_Data items_
+ + +
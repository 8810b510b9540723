// SPDX-License-Identifier: MIT
// SPDX-FileCopyrightText: 2025 Alexander Minges

//! Resolve resource locators to byte sources and materialize them on disk.

use std::fs::File;
use std::io::{self, ErrorKind};

use url::Url;

use super::temp_file::{
    ByteSource, CopyError, CopyOptions, TemporaryFile, copy_to_temporary_file_with,
};

/// Capability that turns a locator into a readable stream.
///
/// Supplied by the surrounding application (content providers, asset
/// bundles, plain files); the helpers here never construct one on their own.
pub trait ContentResolver {
    fn open(&self, locator: &Url) -> io::Result<Box<dyn ByteSource>>;
}

/// Resolves `file://` locators to files on the local filesystem.
#[derive(Clone, Copy, Debug, Default)]
pub struct FileResolver;

impl ContentResolver for FileResolver {
    fn open(&self, locator: &Url) -> io::Result<Box<dyn ByteSource>> {
        if locator.scheme() != "file" {
            return Err(io::Error::new(
                ErrorKind::Unsupported,
                format!("Unsupported locator scheme: {}", locator.scheme()),
            ));
        }
        let path = locator.to_file_path().map_err(|()| {
            io::Error::new(
                ErrorKind::InvalidInput,
                format!("Locator does not name a local file: {locator}"),
            )
        })?;
        Ok(Box::new(File::open(path)?))
    }
}

/// Open `locator` through `resolver` and copy its bytes into a temporary file.
///
/// Locators without an authority component (for example `data:` or
/// `mailto:` URLs) are treated as an absent source: nothing is opened and no
/// file is created.
///
/// # Errors
///
/// - [`CopyError::NoSource`] for locators without an authority.
/// - [`CopyError::Open`] when the resolver cannot open the stream.
/// - Any error from [`copy_to_temporary_file_with`].
pub fn copy_locator_to_temporary_file<R>(
    locator: &Url,
    resolver: &R,
    options: &CopyOptions,
) -> Result<TemporaryFile, CopyError>
where
    R: ContentResolver + ?Sized,
{
    if !locator.has_authority() {
        log::debug!("Locator {locator} has no authority; nothing to copy");
        return Err(CopyError::NoSource);
    }

    let mut source = resolver.open(locator).map_err(CopyError::Open)?;
    copy_to_temporary_file_with(Some(&mut *source), options)
}

#[cfg(test)]
mod tests {
    use std::cell::Cell;
    use std::fs;
    use std::io::{self, Cursor};

    use tempfile::TempDir;
    use url::Url;

    use super::{ContentResolver, FileResolver, copy_locator_to_temporary_file};
    use crate::utils::temp_file::{ByteSource, CopyError, CopyOptions};

    struct InMemoryResolver {
        bytes: Vec<u8>,
        opened: Cell<usize>,
    }

    impl ContentResolver for InMemoryResolver {
        fn open(&self, _locator: &Url) -> io::Result<Box<dyn ByteSource>> {
            self.opened.set(self.opened.get() + 1);
            Ok(Box::new(Cursor::new(self.bytes.clone())))
        }
    }

    fn options_in(tmp: &TempDir) -> CopyOptions {
        CopyOptions {
            extension: "png".into(),
            temp_dir: tmp.path().to_path_buf(),
            ..Default::default()
        }
    }

    #[test]
    fn content_locator_is_copied_through_resolver() {
        let tmp = TempDir::new().unwrap();
        let resolver = InMemoryResolver {
            bytes: b"image-bytes".to_vec(),
            opened: Cell::new(0),
        };
        let locator = Url::parse("content://media/external/images/42").unwrap();

        let file = copy_locator_to_temporary_file(&locator, &resolver, &options_in(&tmp)).unwrap();

        assert_eq!(fs::read(file.path()).unwrap(), b"image-bytes");
        assert_eq!(resolver.opened.get(), 1);
    }

    #[test]
    fn locator_without_authority_is_an_absent_source() {
        let tmp = TempDir::new().unwrap();
        let resolver = InMemoryResolver {
            bytes: Vec::new(),
            opened: Cell::new(0),
        };
        let locator = Url::parse("mailto:someone@example.com").unwrap();

        let result = copy_locator_to_temporary_file(&locator, &resolver, &options_in(&tmp));

        assert!(matches!(result, Err(CopyError::NoSource)));
        assert_eq!(resolver.opened.get(), 0);
        assert_eq!(fs::read_dir(tmp.path()).unwrap().count(), 0);
    }

    #[test]
    fn file_resolver_reads_local_files() {
        let tmp = TempDir::new().unwrap();
        let input = tmp.path().join("input.jpg");
        fs::write(&input, b"jpeg?").unwrap();
        let out = TempDir::new().unwrap();
        let locator = Url::from_file_path(&input).unwrap();

        let file =
            copy_locator_to_temporary_file(&locator, &FileResolver, &options_in(&out)).unwrap();

        assert_eq!(fs::read(file.path()).unwrap(), b"jpeg?");
    }

    #[test]
    fn missing_file_surfaces_open_error() {
        let tmp = TempDir::new().unwrap();
        let locator = Url::from_file_path(tmp.path().join("missing.jpg")).unwrap();

        let result = copy_locator_to_temporary_file(&locator, &FileResolver, &options_in(&tmp));

        assert!(matches!(result, Err(CopyError::Open(_))));
    }

    #[test]
    fn file_resolver_rejects_other_schemes() {
        let locator = Url::parse("https://example.com/a.png").unwrap();

        let err = FileResolver.open(&locator).err().expect("open fails");

        assert_eq!(err.kind(), io::ErrorKind::Unsupported);
    }
}
use std::sync::Arc;
use std::time::Duration;

use arc_swap::ArcSwapOption;
use futures::StreamExt;
use lookout_core::{DeltaKind, InformerConfig, KeyFn, ListWatch, Object, ResourceKey, ResourceVersion, SourceError, WatchEvent, WatchStream};
use lookout_store::{DeltaFifo, QueueError};
use metrics::counter;
use tokio::sync::watch;
use tokio::time::{Instant, Interval, MissedTickBehavior};
use tokio_util::sync::CancellationToken;
use tracing::{debug, error, info, warn};

/// Lifecycle of the list/watch loop, published on a watch channel.
#[derive(Debug, Clone, PartialEq, Eq)]
pub enum ReflectorState {
    Initializing,
    Listing,
    Watching,
    /// Between a failed call or ended stream and the next attempt.
    Disconnected,
    Stopped,
    /// Terminal; the source rejected our credentials.
    Failed(String),
}

impl ReflectorState {
    pub fn is_terminal(&self) -> bool { matches!(self, ReflectorState::Stopped | ReflectorState::Failed(_)) }
}

/// Exponential delay between attempts, reset once a watch delivers events.
#[derive(Debug, Clone)]
pub(crate) struct Backoff {
    initial: Duration,
    max: Duration,
    current: Option<Duration>,
}

impl Backoff {
    pub(crate) fn new(initial: Duration, max: Duration) -> Self { Self { initial, max, current: None } }

    pub(crate) fn next_delay(&mut self) -> Duration {
        let d = match self.current {
            None => self.initial,
            Some(c) => (c * 2).min(self.max),
        };
        self.current = Some(d);
        d
    }

    pub(crate) fn reset(&mut self) { self.current = None; }
}

enum WatchEnd {
    /// Stream finished cleanly after delivering this many events.
    Ended(usize),
    /// Stream or watch call failed after delivering this many events.
    Errored(SourceError, usize),
    Cancelled,
    QueueClosed,
}

enum Retry {
    Relist,
    Rewatch,
    Stop,
}

/// Feeds a [`DeltaFifo`] from a [`ListWatch`] source: one full list, then a watch resumed from
/// the newest observed version, relisting whenever the watch checkpoint expires.
pub struct Reflector<K> {
    source: Arc<dyn ListWatch<K>>,
    queue: Arc<DeltaFifo<K>>,
    key_fn: KeyFn<K>,
    config: InformerConfig,
    checkpoint: Arc<ArcSwapOption<ResourceVersion>>,
    state: Arc<watch::Sender<ReflectorState>>,
}

impl<K: Object> Reflector<K> {
    pub fn new(
        source: Arc<dyn ListWatch<K>>,
        queue: Arc<DeltaFifo<K>>,
        key_fn: KeyFn<K>,
        config: InformerConfig,
        checkpoint: Arc<ArcSwapOption<ResourceVersion>>,
        state: Arc<watch::Sender<ReflectorState>>,
    ) -> Self {
        Self { source, queue, key_fn, config, checkpoint, state }
    }

    fn set_state(&self, s: ReflectorState) {
        self.state.send_if_modified(|cur| {
            if *cur == s {
                return false;
            }
            debug!(from = ?cur, to = ?s, "reflector: state");
            *cur = s;
            true
        });
    }

    // Checkpoints never move backwards; unordered versions are taken as newer.
    fn advance(&self, rv: ResourceVersion) {
        let cur = self.checkpoint.load_full();
        if cur.as_deref().is_some_and(|c| rv.is_older_than(c)) {
            return;
        }
        self.checkpoint.store(Some(Arc::new(rv)));
    }

    /// Run until `token` is cancelled, the queue is closed or the source fails fatally.
    pub async fn run(self, token: CancellationToken) {
        let mut backoff = Backoff::new(self.config.backoff_initial(), self.config.backoff_max());
        let mut resync = self.config.resync_period().map(|p| {
            let mut iv = tokio::time::interval_at(Instant::now() + p, p);
            iv.set_missed_tick_behavior(MissedTickBehavior::Delay);
            iv
        });
        info!(resync = ?self.config.resync_period(), "reflector: started");

        'list: loop {
            self.set_state(ReflectorState::Listing);
            let listed = tokio::select! {
                biased;
                _ = token.cancelled() => break 'list,
                r = self.source.list() => r,
            };
            match listed {
                // Backoff resets only once a watch delivers events.
                Ok(page) => {
                    if let Err(QueueError::Closed) = self.apply_list(page) {
                        break 'list;
                    }
                }
                Err(e) => match self.on_error(e, &mut backoff, &token).await {
                    Retry::Stop => return,
                    Retry::Relist | Retry::Rewatch => continue 'list,
                },
            }

            loop {
                let Some(since) = self.checkpoint.load_full() else { continue 'list };
                let opened = tokio::select! {
                    biased;
                    _ = token.cancelled() => break 'list,
                    r = self.source.watch(&since) => r,
                };
                let end = match opened {
                    Ok(stream) => {
                        self.set_state(ReflectorState::Watching);
                        debug!(since = %since, "reflector: watch opened");
                        self.drain(stream, &mut resync, &token).await
                    }
                    Err(e) => WatchEnd::Errored(e, 0),
                };
                match end {
                    WatchEnd::Cancelled | WatchEnd::QueueClosed => break 'list,
                    WatchEnd::Ended(events) => {
                        counter!("lookout_reflector_watch_restarts_total", 1);
                        if events > 0 {
                            backoff.reset();
                            debug!(events, "reflector: watch ended, resuming");
                            continue;
                        }
                        self.set_state(ReflectorState::Disconnected);
                        let delay = backoff.next_delay();
                        debug!(delay_ms = delay.as_millis() as u64, "reflector: empty watch, backing off");
                        if !sleep_or_cancel(delay, &token).await {
                            break 'list;
                        }
                    }
                    WatchEnd::Errored(e, events) => {
                        if events > 0 {
                            backoff.reset();
                        }
                        match self.on_error(e, &mut backoff, &token).await {
                            Retry::Stop => return,
                            Retry::Relist => continue 'list,
                            Retry::Rewatch => continue,
                        }
                    }
                }
            }
        }
        self.set_state(ReflectorState::Stopped);
        info!("reflector: stopped");
    }

    fn apply_list(&self, page: lookout_core::ListPage<K>) -> Result<(), QueueError> {
        let mut keyed: Vec<(ResourceKey, Arc<K>)> = Vec::with_capacity(page.items.len());
        for obj in page.items {
            match (self.key_fn)(&obj) {
                Ok(key) => keyed.push((key, Arc::new(obj))),
                Err(e) => warn!(error = %e, "reflector: skipping listed object"),
            }
        }
        let n = self.queue.replace(keyed)?;
        counter!("lookout_reflector_relists_total", 1);
        info!(items = n, rv = %page.resource_version, "reflector: list applied");
        self.checkpoint.store(Some(Arc::new(page.resource_version)));
        Ok(())
    }

    async fn on_error(&self, e: SourceError, backoff: &mut Backoff, token: &CancellationToken) -> Retry {
        match e {
            SourceError::Auth(msg) => {
                error!(error = %msg, "reflector: source rejected credentials");
                self.set_state(ReflectorState::Failed(msg));
                Retry::Stop
            }
            SourceError::CheckpointExpired(msg) => {
                self.set_state(ReflectorState::Disconnected);
                let delay = backoff.next_delay();
                info!(reason = %msg, delay_ms = delay.as_millis() as u64, "reflector: checkpoint expired, relisting");
                if sleep_or_cancel(delay, token).await {
                    Retry::Relist
                } else {
                    self.set_state(ReflectorState::Stopped);
                    Retry::Stop
                }
            }
            SourceError::Transient(msg) => {
                self.set_state(ReflectorState::Disconnected);
                let delay = backoff.next_delay();
                warn!(error = %msg, delay_ms = delay.as_millis() as u64, "reflector: transient error");
                if sleep_or_cancel(delay, token).await {
                    if self.checkpoint.load().is_some() { Retry::Rewatch } else { Retry::Relist }
                } else {
                    self.set_state(ReflectorState::Stopped);
                    Retry::Stop
                }
            }
        }
    }

    async fn drain(&self, mut stream: WatchStream<K>, resync: &mut Option<Interval>, token: &CancellationToken) -> WatchEnd {
        let mut events = 0usize;
        loop {
            tokio::select! {
                biased;
                _ = token.cancelled() => return WatchEnd::Cancelled,
                _ = tick(resync) => match self.queue.resync() {
                    Ok(n) => debug!(queued = n, "reflector: resync"),
                    Err(QueueError::Closed) => return WatchEnd::QueueClosed,
                },
                next = stream.next() => match next {
                    None => return WatchEnd::Ended(events),
                    Some(Err(e)) => return WatchEnd::Errored(e, events),
                    Some(Ok(ev)) => {
                        events += 1;
                        if let Err(QueueError::Closed) = self.handle(ev) {
                            return WatchEnd::QueueClosed;
                        }
                    }
                },
            }
        }
    }

    fn handle(&self, ev: WatchEvent<K>) -> Result<(), QueueError> {
        let (kind, obj) = match ev {
            WatchEvent::Added(o) => (DeltaKind::Added, o),
            WatchEvent::Modified(o) => (DeltaKind::Updated, o),
            WatchEvent::Deleted(o) => (DeltaKind::Deleted, o),
            WatchEvent::Bookmark(rv) => {
                debug!(rv = %rv, "reflector: bookmark");
                self.advance(rv);
                return Ok(());
            }
        };
        counter!("lookout_reflector_events_total", 1);
        let rv = ResourceVersion::of(&obj);
        match (self.key_fn)(&obj) {
            Ok(key) => self.queue.push(key, kind, Arc::new(obj))?,
            Err(e) => warn!(error = %e, kind = ?kind, "reflector: skipping watch event"),
        }
        if let Some(rv) = rv {
            self.advance(rv);
        }
        Ok(())
    }
}

async fn tick(resync: &mut Option<Interval>) {
    match resync {
        Some(iv) => {
            iv.tick().await;
        }
        None => std::future::pending::<()>().await,
    }
}

// False when cancelled first.
async fn sleep_or_cancel(d: Duration, token: &CancellationToken) -> bool {
    tokio::select! {
        biased;
        _ = token.cancelled() => false,
        _ = tokio::time::sleep(d) => true,
    }
}

#[cfg(test)]
mod tests {
    use super::*;

    #[test]
    fn backoff_doubles_up_to_max_and_resets() {
        let mut b = Backoff::new(Duration::from_millis(100), Duration::from_millis(350));
        assert_eq!(b.next_delay(), Duration::from_millis(100));
        assert_eq!(b.next_delay(), Duration::from_millis(200));
        assert_eq!(b.next_delay(), Duration::from_millis(350));
        assert_eq!(b.next_delay(), Duration::from_millis(350));
        b.reset();
        assert_eq!(b.next_delay(), Duration::from_millis(100));
    }

    #[test]
    fn terminal_states() {
        assert!(ReflectorState::Stopped.is_terminal());
        assert!(ReflectorState::Failed("x".into()).is_terminal());
        assert!(!ReflectorState::Disconnected.is_terminal());
    }
}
+ + +
_What to produce_
Which lines of the data contain the string "enum"? Copy each one.

_Final answer_
pub enum ReflectorState {
enum WatchEnd {
enum Retry {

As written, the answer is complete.